The White House soon after issued a statement from President Obama, a former smoker himself, applauding the announcement: "As one of the largest retailers and pharmacies in America, CVS Caremark sets a powerful example, and today's decision will help advance my Administration's efforts to reduce tobacco-related deaths, cancer, and heart disease, as well as bring down health care costs -- ultimately saving lives and protecting untold numbers of families from pain and heartbreak for years to come."
 
Sarah Kliff's report added that public health advocates hope will the CVS announcement "will become a watershed and pressure other large drug store franchises to follow suit."
 
And it very well might.
 
Annie-Rose Strasser made the case that developments like these matter, whether someone buys tobacco products or not.

CVS's decision is a big blow to already-struggling tobacco companies. Cigarette sales have been falling nationally, and are largely propped up by retail sales.
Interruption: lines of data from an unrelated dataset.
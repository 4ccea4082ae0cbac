//! Constants governing pipeline behavior.
//!
//! These are the documented defaults; most are surfaced as configurable
//! policy through [`crate::config::UploadConfig`] rather than hard limits.

/// Reserved field on the owning document that holds transient upload state.
pub const UPLOAD_FIELD: &str = "_upload";

/// Field on the owning document that receives the asset reference on
/// completion.
pub const ASSET_FIELD: &str = "asset";

/// An upload is considered stale when no progress update has been observed
/// for this long. Staleness is advisory, never automatically destructive.
pub const STALE_UPLOAD_MS: i64 = 120_000;

/// Default number of transport uploads allowed in flight at once.
pub const MAX_CONCURRENT_UPLOADS: usize = 4;

/// Percent reserved for "starting" so a freshly submitted upload shows a
/// non-zero indicator before the transport reports anything. Transport
/// percent is remapped linearly into the remaining range.
pub const PROGRESS_HEADROOM_PERCENT: f64 = 2.0;

/// Default ceiling on link attempts for a not-yet-ready remote asset.
pub const LINK_MAX_ATTEMPTS: u32 = 10;

/// Default delay between link retries, in milliseconds.
pub const LINK_RETRY_DELAY_MS: u64 = 2_000;

/// Default spacing between link dispatches within a batch, in milliseconds.
pub const LINK_SPACING_MS: u64 = 1_000;

/// Default concurrency bound for a batch of link requests.
pub const LINK_CONCURRENCY: usize = 5;

/// The 422 message payload that marks a link failure as retryable.
pub const ASSET_NOT_READY_MESSAGE: &str = "Media library asset is not ready";
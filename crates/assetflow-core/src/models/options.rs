//! Options forwarded to the transport upload call.

use serde::{Deserialize, Serialize};

/// Configuration attached to a single transport upload.
///
/// Unrecognized fields are ignored by the remote service, not rejected, so
/// callers may forward schema-level options verbatim.
#[derive(Clone, Debug, Default, PartialEq, Eq, Serialize, Deserialize)]
#[serde(rename_all = "camelCase", default)]
pub struct UploadOptions {
    /// Which derived fields the store should extract (e.g. "exif", "location").
    pub metadata: Vec<String>,
    /// Keep the original filename on the stored asset.
    pub preserve_filename: bool,
    #[serde(skip_serializing_if = "Option::is_none")]
    pub label: Option<String>,
    #[serde(skip_serializing_if = "Option::is_none")]
    pub title: Option<String>,
    #[serde(skip_serializing_if = "Option::is_none")]
    pub description: Option<String>,
    #[serde(skip_serializing_if = "Option::is_none")]
    pub credit_line: Option<String>,
    #[serde(skip_serializing_if = "Option::is_none")]
    pub source: Option<String>,
}

impl UploadOptions {
    /// Query-string pairs for the transport request. Empty fields are
    /// omitted entirely.
    pub fn to_query_pairs(&self) -> Vec<(&'static str, String)> {
        let mut pairs: Vec<(&'static str, String)> = Vec::new();
        for meta in &self.metadata {
            pairs.push(("meta", meta.clone()));
        }
        if self.preserve_filename {
            pairs.push(("preserveFilename", "true".to_string()));
        }
        if let Some(label) = &self.label {
            pairs.push(("label", label.clone()));
        }
        if let Some(title) = &self.title {
            pairs.push(("title", title.clone()));
        }
        if let Some(description) = &self.description {
            pairs.push(("description", description.clone()));
        }
        if let Some(credit_line) = &self.credit_line {
            pairs.push(("creditLine", credit_line.clone()));
        }
        if let Some(source) = &self.source {
            pairs.push(("source", source.clone()));
        }
        pairs
    }
}

#[cfg(test)]
mod tests {
    use super::*;

    #[test]
    fn test_empty_options_produce_no_pairs() {
        assert!(UploadOptions::default().to_query_pairs().is_empty());
    }

    #[test]
    fn test_query_pairs() {
        let options = UploadOptions {
            metadata: vec!["exif".into(), "location".into()],
            preserve_filename: true,
            title: Some("Hero image".into()),
            ..Default::default()
        };
        let pairs = options.to_query_pairs();
        assert_eq!(
            pairs,
            vec![
                ("meta", "exif".to_string()),
                ("meta", "location".to_string()),
                ("preserveFilename", "true".to_string()),
                ("title", "Hero image".to_string()),
            ]
        );
    }

    #[test]
    fn test_unknown_fields_ignored_on_deserialize() {
        let options: UploadOptions = serde_json::from_value(serde_json::json!({
            "preserveFilename": true,
            "somethingNew": 42
        }))
        .unwrap();
        assert!(options.preserve_filename);
    }
}
//! Configuration module
//!
//! Env-driven configuration for the upload pipeline. The retry and spacing
//! values are policy, not load-bearing invariants; defaults match the
//! documented constants and every value can be overridden per deployment.

use std::env;
use std::time::Duration;

use crate::constants;

/// Upload pipeline configuration.
#[derive(Clone, Debug)]
pub struct UploadConfig {
    /// Maximum transport uploads in flight through one limiter instance.
    pub max_concurrent_uploads: usize,
    /// Quiet period after which an in-progress upload is flagged stale.
    pub stale_upload_ms: i64,
    /// Ceiling on link attempts while the remote asset is still processing.
    pub link_max_attempts: u32,
    /// Fixed delay between link retries.
    pub link_retry_delay_ms: u64,
    /// Fixed spacing between link dispatches within a batch.
    pub link_spacing_ms: u64,
    /// Concurrency bound for a batch of link requests.
    pub link_concurrency: usize,
    /// Bounded prefix read for EXIF extraction, in bytes.
    pub exif_prefix_bytes: usize,
    /// Longest edge of the generated preview image, in pixels.
    pub preview_max_dimension: u32,
    /// JPEG quality for the compressed preview (1-100).
    pub preview_jpeg_quality: u8,
}

impl Default for UploadConfig {
    fn default() -> Self {
        Self {
            max_concurrent_uploads: constants::MAX_CONCURRENT_UPLOADS,
            stale_upload_ms: constants::STALE_UPLOAD_MS,
            link_max_attempts: constants::LINK_MAX_ATTEMPTS,
            link_retry_delay_ms: constants::LINK_RETRY_DELAY_MS,
            link_spacing_ms: constants::LINK_SPACING_MS,
            link_concurrency: constants::LINK_CONCURRENCY,
            exif_prefix_bytes: EXIF_PREFIX_BYTES,
            preview_max_dimension: PREVIEW_MAX_DIMENSION,
            preview_jpeg_quality: PREVIEW_JPEG_QUALITY,
        }
    }
}

const EXIF_PREFIX_BYTES: usize = 64 * 1024;
const PREVIEW_MAX_DIMENSION: u32 = 320;
const PREVIEW_JPEG_QUALITY: u8 = 75;

fn env_parse<T: std::str::FromStr>(key: &str, default: T) -> T {
    env::var(key)
        .ok()
        .and_then(|s| s.parse().ok())
        .unwrap_or(default)
}

impl UploadConfig {
    pub fn from_env() -> Result<Self, anyhow::Error> {
        dotenvy::dotenv().ok();

        let config = UploadConfig {
            max_concurrent_uploads: env_parse(
                "MAX_CONCURRENT_UPLOADS",
                constants::MAX_CONCURRENT_UPLOADS,
            ),
            stale_upload_ms: env_parse("STALE_UPLOAD_MS", constants::STALE_UPLOAD_MS),
            link_max_attempts: env_parse("LINK_MAX_ATTEMPTS", constants::LINK_MAX_ATTEMPTS),
            link_retry_delay_ms: env_parse("LINK_RETRY_DELAY_MS", constants::LINK_RETRY_DELAY_MS),
            link_spacing_ms: env_parse("LINK_SPACING_MS", constants::LINK_SPACING_MS),
            link_concurrency: env_parse("LINK_CONCURRENCY", constants::LINK_CONCURRENCY),
            exif_prefix_bytes: env_parse("EXIF_PREFIX_BYTES", EXIF_PREFIX_BYTES),
            preview_max_dimension: env_parse("PREVIEW_MAX_DIMENSION", PREVIEW_MAX_DIMENSION),
            preview_jpeg_quality: env_parse("PREVIEW_JPEG_QUALITY", PREVIEW_JPEG_QUALITY),
        };

        config.validate()?;
        Ok(config)
    }

    pub fn validate(&self) -> Result<(), anyhow::Error> {
        if self.max_concurrent_uploads == 0 {
            return Err(anyhow::anyhow!(
                "MAX_CONCURRENT_UPLOADS must be at least 1"
            ));
        }
        if self.link_concurrency == 0 {
            return Err(anyhow::anyhow!("LINK_CONCURRENCY must be at least 1"));
        }
        if self.link_max_attempts == 0 {
            return Err(anyhow::anyhow!("LINK_MAX_ATTEMPTS must be at least 1"));
        }
        if self.preview_jpeg_quality == 0 || self.preview_jpeg_quality > 100 {
            return Err(anyhow::anyhow!(
                "PREVIEW_JPEG_QUALITY must be between 1 and 100"
            ));
        }
        Ok(())
    }

    pub fn link_retry_delay(&self) -> Duration {
        Duration::from_millis(self.link_retry_delay_ms)
    }

    pub fn link_spacing(&self) -> Duration {
        Duration::from_millis(self.link_spacing_ms)
    }
}

#[cfg(test)]
mod tests {
    use super::*;

    #[test]
    fn test_config_defaults() {
        let config = UploadConfig::default();
        assert_eq!(config.max_concurrent_uploads, 4);
        assert_eq!(config.stale_upload_ms, 120_000);
        assert_eq!(config.link_max_attempts, 10);
        assert_eq!(config.link_retry_delay_ms, 2_000);
        assert_eq!(config.link_spacing_ms, 1_000);
        assert_eq!(config.link_concurrency, 5);
        assert!(config.validate().is_ok());
    }

    #[test]
    fn test_validate_rejects_zero_concurrency() {
        let config = UploadConfig {
            max_concurrent_uploads: 0,
            ..UploadConfig::default()
        };
        assert!(config.validate().is_err());
    }

    #[test]
    fn test_validate_rejects_bad_jpeg_quality() {
        let config = UploadConfig {
            preview_jpeg_quality: 0,
            ..UploadConfig::default()
        };
        assert!(config.validate().is_err());

        let config = UploadConfig {
            preview_jpeg_quality: 101,
            ..UploadConfig::default()
        };
        assert!(config.validate().is_err());
    }
}
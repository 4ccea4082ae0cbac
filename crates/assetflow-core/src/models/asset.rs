//! Remote asset document.

use serde::{Deserialize, Serialize};

/// Families of assets the store distinguishes.
///
/// Each kind gets its own transport endpoint and its own concurrency
/// limiter binding.
#[derive(Clone, Copy, Debug, PartialEq, Eq, Hash, Serialize, Deserialize)]
#[serde(rename_all = "lowercase")]
pub enum AssetKind {
    File,
    Image,
    Video,
}

impl AssetKind {
    pub fn as_str(&self) -> &'static str {
        match self {
            AssetKind::File => "file",
            AssetKind::Image => "image",
            AssetKind::Video => "video",
        }
    }
}

impl std::fmt::Display for AssetKind {
    fn fmt(&self, f: &mut std::fmt::Formatter<'_>) -> std::fmt::Result {
        f.write_str(self.as_str())
    }
}

/// A record in the remote asset store, keyed by id.
///
/// Looked up (by id or by content hash), never constructed locally; the
/// store is the only writer.
#[derive(Clone, Debug, PartialEq, Serialize, Deserialize)]
#[serde(rename_all = "camelCase")]
pub struct AssetDocument {
    pub id: String,
    #[serde(skip_serializing_if = "Option::is_none")]
    pub sha1_hash: Option<String>,
    #[serde(skip_serializing_if = "Option::is_none")]
    pub url: Option<String>,
    #[serde(skip_serializing_if = "Option::is_none")]
    pub original_filename: Option<String>,
    #[serde(skip_serializing_if = "Option::is_none")]
    pub mime_type: Option<String>,
    #[serde(skip_serializing_if = "Option::is_none")]
    pub size: Option<u64>,
}

impl AssetDocument {
    /// Minimal document carrying only an id. Test and dedup-hit convenience.
    pub fn with_id(id: impl Into<String>) -> Self {
        Self {
            id: id.into(),
            sha1_hash: None,
            url: None,
            original_filename: None,
            mime_type: None,
            size: None,
        }
    }
}

#[cfg(test)]
mod tests {
    use super::*;

    #[test]
    fn test_optional_fields_omitted() {
        let value = serde_json::to_value(AssetDocument::with_id("asset-1")).unwrap();
        assert_eq!(value["id"], "asset-1");
        assert!(value.get("sha1Hash").is_none());
        assert!(value.get("url").is_none());
    }

    #[test]
    fn test_deserializes_remote_shape() {
        let doc: AssetDocument = serde_json::from_value(serde_json::json!({
            "id": "asset-9",
            "sha1Hash": "da39a3ee5e6b4b0d3255bfef95601890afd80709",
            "mimeType": "image/png",
            "size": 1024
        }))
        .unwrap();
        assert_eq!(doc.sha1_hash.as_deref().unwrap().len(), 40);
        assert_eq!(doc.size, Some(1024));
    }
}
use tracing_subscriber::{layer::SubscriberExt, util::SubscriberInitExt, EnvFilter};

/// Initialize tracing with an env-filter subscriber.
///
/// Honors `RUST_LOG`; falls back to debug-level output for the assetflow
/// crates. Call once at process start.
pub fn init_telemetry() -> Result<(), Box<dyn std::error::Error>> {
    tracing_subscriber::registry()
        .with(EnvFilter::try_from_default_env().unwrap_or_else(|_| "assetflow=debug".into()))
        .with(tracing_subscriber::fmt::layer())
        .init();

    Ok(())
}

pub async fn shutdown_telemetry() {
    tracing::debug!("Telemetry shutdown");
}
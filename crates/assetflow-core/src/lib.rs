//! Assetflow Core Library
//!
//! This crate provides the domain models, error taxonomy, configuration, and
//! constants shared across all Assetflow components. It performs no I/O; the
//! transport and pipeline crates build on these types.

pub mod config;
pub mod constants;
pub mod error;
pub mod models;
pub mod telemetry;

// Re-export commonly used types
pub use config::UploadConfig;
pub use error::{ErrorMetadata, LogLevel, UploadError};
pub use models::{
    AssetDocument, AssetKind, FileLike, Patch, PatchPath, UploadEvent, UploadOptions, UploadState,
};
//! HTTP client for the remote asset service.
//!
//! Provides a minimal client with configurable auth (Bearer token or
//! X-API-Key), the [`AssetStore`] and [`UploadTransport`] trait seams the
//! pipeline consumes, and their HTTP implementations (upload with byte
//! progress, fetch-by-hash dedup lookup, link requests).

pub mod api;
pub mod traits;

use anyhow::{Context, Result};
use reqwest::Client;
use std::time::Duration;

pub use traits::{AssetStore, LinkRequest, UploadTransport};

/// Authentication strategy for the asset service.
#[derive(Clone, Debug)]
pub enum Auth {
    /// `Authorization: Bearer {token}`
    Bearer(String),
    /// `X-API-Key: {key}`
    XApiKey(String),
}

/// API version prefix (e.g. "/api/v1"). Set ASSETFLOW_API_VERSION to match
/// the server.
pub fn api_prefix() -> String {
    let version = std::env::var("ASSETFLOW_API_VERSION").unwrap_or_else(|_| "v1".to_string());
    format!("/api/{}", version)
}

/// HTTP client for the remote asset service with configurable auth.
#[derive(Clone, Debug)]
pub struct AssetServiceClient {
    client: Client,
    base_url: String,
    auth: Auth,
}

impl AssetServiceClient {
    pub fn new(base_url: String, auth: Auth) -> Result<Self> {
        let client = Client::builder()
            .timeout(Duration::from_secs(60))
            .build()
            .context("Failed to create HTTP client")?;

        Ok(Self {
            client,
            base_url: base_url.trim_end_matches('/').to_string(),
            auth,
        })
    }

    /// Create client from environment: ASSETFLOW_API_URL, ASSETFLOW_API_KEY.
    /// Uses X-API-Key auth by default.
    pub fn from_env() -> Result<Self> {
        let base_url = std::env::var("ASSETFLOW_API_URL")
            .unwrap_or_else(|_| "http://localhost:3000".to_string());

        let api_key = std::env::var("ASSETFLOW_API_KEY")
            .context("Missing API key. Set ASSETFLOW_API_KEY")?;

        Self::new(base_url, Auth::XApiKey(api_key))
    }

    pub fn base_url(&self) -> &str {
        &self.base_url
    }

    pub fn build_url(&self, path: &str) -> String {
        format!("{}{}", self.base_url, path)
    }

    pub(crate) fn apply_auth(&self, request: reqwest::RequestBuilder) -> reqwest::RequestBuilder {
        match &self.auth {
            Auth::Bearer(token) => request.header("Authorization", format!("Bearer {}", token)),
            Auth::XApiKey(key) => request.header("X-API-Key", key.as_str()),
        }
    }

    /// Raw client for custom requests. Caller must apply auth via build_url
    /// and headers.
    pub fn client(&self) -> &Client {
        &self.client
    }
}
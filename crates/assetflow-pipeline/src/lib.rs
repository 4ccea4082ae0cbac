//! Assetflow upload pipeline.
//!
//! The core of the asset subsystem: resolving which uploader handles a
//! file, bounding concurrent transport uploads, deduplicating identical
//! content by hash before transferring bytes, translating raw transport
//! progress into an incremental patch stream, and retrying "asset not
//! ready" conditions when linking externally-stored assets.
//!
//! The pipeline holds no document state and no ambient globals: every
//! mutation flows through an explicit [`PatchSink`], and every remote call
//! goes through the `assetflow-client` trait seams.

pub mod dedup;
pub mod limiter;
pub mod linker;
pub mod orchestrator;
pub mod patches;
pub mod registry;
pub mod watchdog;

pub mod test_helpers;

pub use dedup::ContentHasher;
pub use limiter::ConcurrencyLimiter;
pub use linker::AssetLinkRetrier;
pub use orchestrator::{UploadHandle, UploadOrchestrator, UploadSignal};
pub use patches::{FieldUploads, PatchSink, ProgressPatchTranslator, UploadNotification};
pub use registry::{
    ResolvedUploader, SchemaType, UploadTask, Uploader, UploaderDefinition, UploaderRegistry,
};
pub use watchdog::StaleUploadWatchdog;
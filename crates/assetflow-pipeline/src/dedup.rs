//! Content digests and the optimistic dedup lookup.
//!
//! A digest failure is never fatal: the pipeline proceeds as if no digest
//! were available and pays the transport cost. Likewise a lookup failure
//! is treated identically to "no existing asset".

use sha1::{Digest, Sha1};

use assetflow_client::AssetStore;
use assetflow_core::models::{AssetDocument, FileLike};

/// Computes SHA-1 content digests for deduplication.
pub struct ContentHasher;

impl ContentHasher {
    /// Hex SHA-1 digest of the file content, or `None` when the content is
    /// not readable. Large payloads digest on the blocking pool; the hash
    /// is a bounded, non-preemptible step.
    pub async fn digest(file: &FileLike) -> Option<String> {
        let bytes = file.bytes.clone()?;
        match tokio::task::spawn_blocking(move || Self::digest_bytes(&bytes)).await {
            Ok(digest) => Some(digest),
            Err(e) => {
                tracing::warn!(error = %e, "Hashing failed, proceeding without dedup");
                None
            }
        }
    }

    /// Hex SHA-1 digest of a byte slice.
    pub fn digest_bytes(data: &[u8]) -> String {
        let mut hasher = Sha1::new();
        hasher.update(data);
        hex::encode(hasher.finalize())
    }
}

/// Query the store for an asset with this content hash.
///
/// Network or lookup failure falls back to "no match" so the upload can
/// proceed; the error is logged, never propagated.
pub async fn lookup_existing(store: &dyn AssetStore, sha1_hash: &str) -> Option<AssetDocument> {
    match store.fetch_by_hash(sha1_hash).await {
        Ok(found) => found,
        Err(e) => {
            tracing::warn!(
                error = %e,
                sha1_hash = sha1_hash,
                "Dedup lookup failed, proceeding with upload"
            );
            None
        }
    }
}
//! Domain models shared across the upload pipeline.

pub mod asset;
pub mod event;
pub mod file;
pub mod options;
pub mod patch;
pub mod upload_state;

pub use asset::{AssetDocument, AssetKind};
pub use event::UploadEvent;
pub use file::FileLike;
pub use options::UploadOptions;
pub use patch::{Patch, PatchPath};
pub use upload_state::{UploadState, UploadStateFile};
//! Filename sanitization applied before handing a name to the transport.

/// Sanitize a user-supplied filename: keep only the final path component,
/// cap length, and replace characters outside a conservative allowlist.
pub fn sanitize_filename(filename: &str) -> String {
    const MAX: usize = 255;
    let path = std::path::Path::new(filename);
    let base = path
        .file_name()
        .and_then(|n| n.to_str())
        .unwrap_or(filename);
    if base.contains("..") {
        return "invalid_filename".to_string();
    }
    let s: String = base
        .chars()
        .take(MAX)
        .map(|c| {
            if c.is_alphanumeric() || c == '.' || c == '-' || c == '_' {
                c
            } else {
                '_'
            }
        })
        .collect();
    if s.trim().is_empty() || s.len() < 3 {
        "file".to_string()
    } else {
        s
    }
}

#[cfg(test)]
mod tests {
    use super::*;

    #[test]
    fn test_strips_path_components() {
        assert_eq!(sanitize_filename("/tmp/evil/photo.jpg"), "photo.jpg");
    }

    #[test]
    fn test_rejects_traversal() {
        assert_eq!(sanitize_filename("..secret"), "invalid_filename");
    }

    #[test]
    fn test_replaces_unsafe_characters() {
        assert_eq!(sanitize_filename("my photo (1).jpg"), "my_photo__1_.jpg");
    }

    #[test]
    fn test_short_or_empty_falls_back() {
        assert_eq!(sanitize_filename(""), "file");
        assert_eq!(sanitize_filename("a"), "file");
    }
}
//! HTTP implementations of the asset service traits.
//!
//! Error mapping is the contract here: a 422 whose message payload is the
//! documented "not ready" string becomes [`UploadError::AssetNotReady`]
//! (retryable by the link retrier), a 402 becomes
//! [`UploadError::AssetLimit`] (upsell), everything else non-2xx is a
//! fatal transport failure.

use std::sync::atomic::{AtomicU64, Ordering};
use std::sync::Arc;

use async_trait::async_trait;
use bytes::Bytes;
use futures::StreamExt;
use tokio::sync::mpsc;

use assetflow_core::constants::ASSET_NOT_READY_MESSAGE;
use assetflow_core::models::{AssetDocument, AssetKind, FileLike, UploadOptions};
use assetflow_core::UploadError;

use crate::traits::{AssetStore, LinkRequest, UploadTransport};
use crate::{api_prefix, AssetServiceClient};

/// Chunk size for the streamed upload body. Progress granularity follows
/// from this.
const UPLOAD_CHUNK_BYTES: usize = 64 * 1024;

/// Extract the server's message payload, falling back to the raw body.
fn response_message(body: &str) -> String {
    serde_json::from_str::<serde_json::Value>(body)
        .ok()
        .and_then(|v| v.get("message").and_then(|m| m.as_str()).map(String::from))
        .unwrap_or_else(|| body.to_string())
}

/// Split the payload into transfer chunks; each chunk is a view into the
/// same backing buffer, not a copy.
fn chunk_payload(bytes: &Bytes) -> Vec<Bytes> {
    (0..bytes.len())
        .step_by(UPLOAD_CHUNK_BYTES)
        .map(|start| bytes.slice(start..bytes.len().min(start + UPLOAD_CHUNK_BYTES)))
        .collect()
}

async fn error_from_response(response: reqwest::Response) -> UploadError {
    let status = response.status();
    let body = response.text().await.unwrap_or_default();
    let message = response_message(&body);

    if status.as_u16() == 422 && message == ASSET_NOT_READY_MESSAGE {
        UploadError::AssetNotReady(message)
    } else if status.as_u16() == 402 {
        UploadError::AssetLimit(message)
    } else {
        UploadError::Transport(format!("status {}: {}", status, message))
    }
}

#[async_trait]
impl AssetStore for AssetServiceClient {
    async fn fetch_by_hash(&self, sha1_hash: &str) -> Result<Option<AssetDocument>, UploadError> {
        let url = self.build_url(&format!("{}/assets", api_prefix()));
        let request = self
            .client()
            .get(&url)
            .query(&[("sha1Hash", sha1_hash), ("limit", "1")]);
        let request = self.apply_auth(request);

        let response = request
            .send()
            .await
            .map_err(|e| UploadError::DedupLookup(e.to_string()))?;

        if !response.status().is_success() {
            let status = response.status();
            return Err(UploadError::DedupLookup(format!("status {}", status)));
        }

        let mut documents: Vec<AssetDocument> = response
            .json()
            .await
            .map_err(|e| UploadError::DedupLookup(e.to_string()))?;

        Ok(if documents.is_empty() {
            None
        } else {
            Some(documents.swap_remove(0))
        })
    }

    async fn link_asset(&self, request: &LinkRequest) -> Result<AssetDocument, UploadError> {
        let url = self.build_url(&format!("{}/assets/link", api_prefix()));
        let req = self.client().post(&url).json(request);
        let req = self.apply_auth(req);

        let response = req
            .send()
            .await
            .map_err(|e| UploadError::Transport(e.to_string()))?;

        if !response.status().is_success() {
            return Err(error_from_response(response).await);
        }

        response
            .json()
            .await
            .map_err(|e| UploadError::Transport(format!("invalid link response: {}", e)))
    }
}

#[async_trait]
impl UploadTransport for AssetServiceClient {
    async fn upload(
        &self,
        file: &FileLike,
        kind: AssetKind,
        options: &UploadOptions,
        progress: mpsc::Sender<f64>,
    ) -> Result<AssetDocument, UploadError> {
        let bytes = file
            .bytes
            .clone()
            .ok_or_else(|| UploadError::Transport("file content is not readable".into()))?;
        let total = bytes.len().max(1) as u64;

        let url = self.build_url(&format!("{}/assets/{}s", api_prefix(), kind));
        let mut query = options.to_query_pairs();
        if let Some(name) = &file.name {
            query.push(("filename", name.clone()));
        }

        // Chunked body so progress tracks bytes handed to the connection.
        // Progress sends are lossy (try_send); the terminal event carries
        // the authoritative result.
        let sent = Arc::new(AtomicU64::new(0));
        let chunks = chunk_payload(&bytes);
        let body_stream = futures::stream::iter(chunks.into_iter().map(Ok::<_, std::io::Error>))
            .inspect(move |chunk| {
                if let Ok(chunk) = chunk {
                    let so_far = sent.fetch_add(chunk.len() as u64, Ordering::Relaxed)
                        + chunk.len() as u64;
                    let percent = (so_far as f64 / total as f64) * 100.0;
                    let _ = progress.try_send(percent.min(100.0));
                }
            });

        let request = self
            .client()
            .post(&url)
            .query(&query)
            .header("Content-Type", &file.mime_type)
            .body(reqwest::Body::wrap_stream(body_stream));
        let request = self.apply_auth(request);

        let response = request
            .send()
            .await
            .map_err(|e| UploadError::Transport(e.to_string()))?;

        if !response.status().is_success() {
            return Err(error_from_response(response).await);
        }

        response
            .json()
            .await
            .map_err(|e| UploadError::Transport(format!("invalid upload response: {}", e)))
    }
}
Rates of smoking are also decreasing, from a high of 42 percent of Americans in the 1960s to just 21 percent of Americans today. But the negative health effects of smoking remain immutable. Smoking has killed over 20 million Americans in the last 50 years. About 400,000 people a year die from smoking-related diseases. And a report by the surgeon general predicts that 5.6 million children in the United States will die prematurely unless rates of smoking drop further. That directly impacts Americans consumers in the form of health costs. The country spends about $96 billion annually on health care related to smoking illnesses -- and about $58.3 billion of that comes from the government, meaning it's a cost passed on to taxpayers. Cessation programs like the one CVS is launching could help reverse this, though.

For its part, Walgreens responded, "We have been evaluating this product category for some time to balance the choices our customers expect from us, with their ongoing health needs. We will continue to evaluate the choice of products our customers want, while also helping to educate them and providing smoking cessation products and alternatives that help to reduce the demand for tobacco products."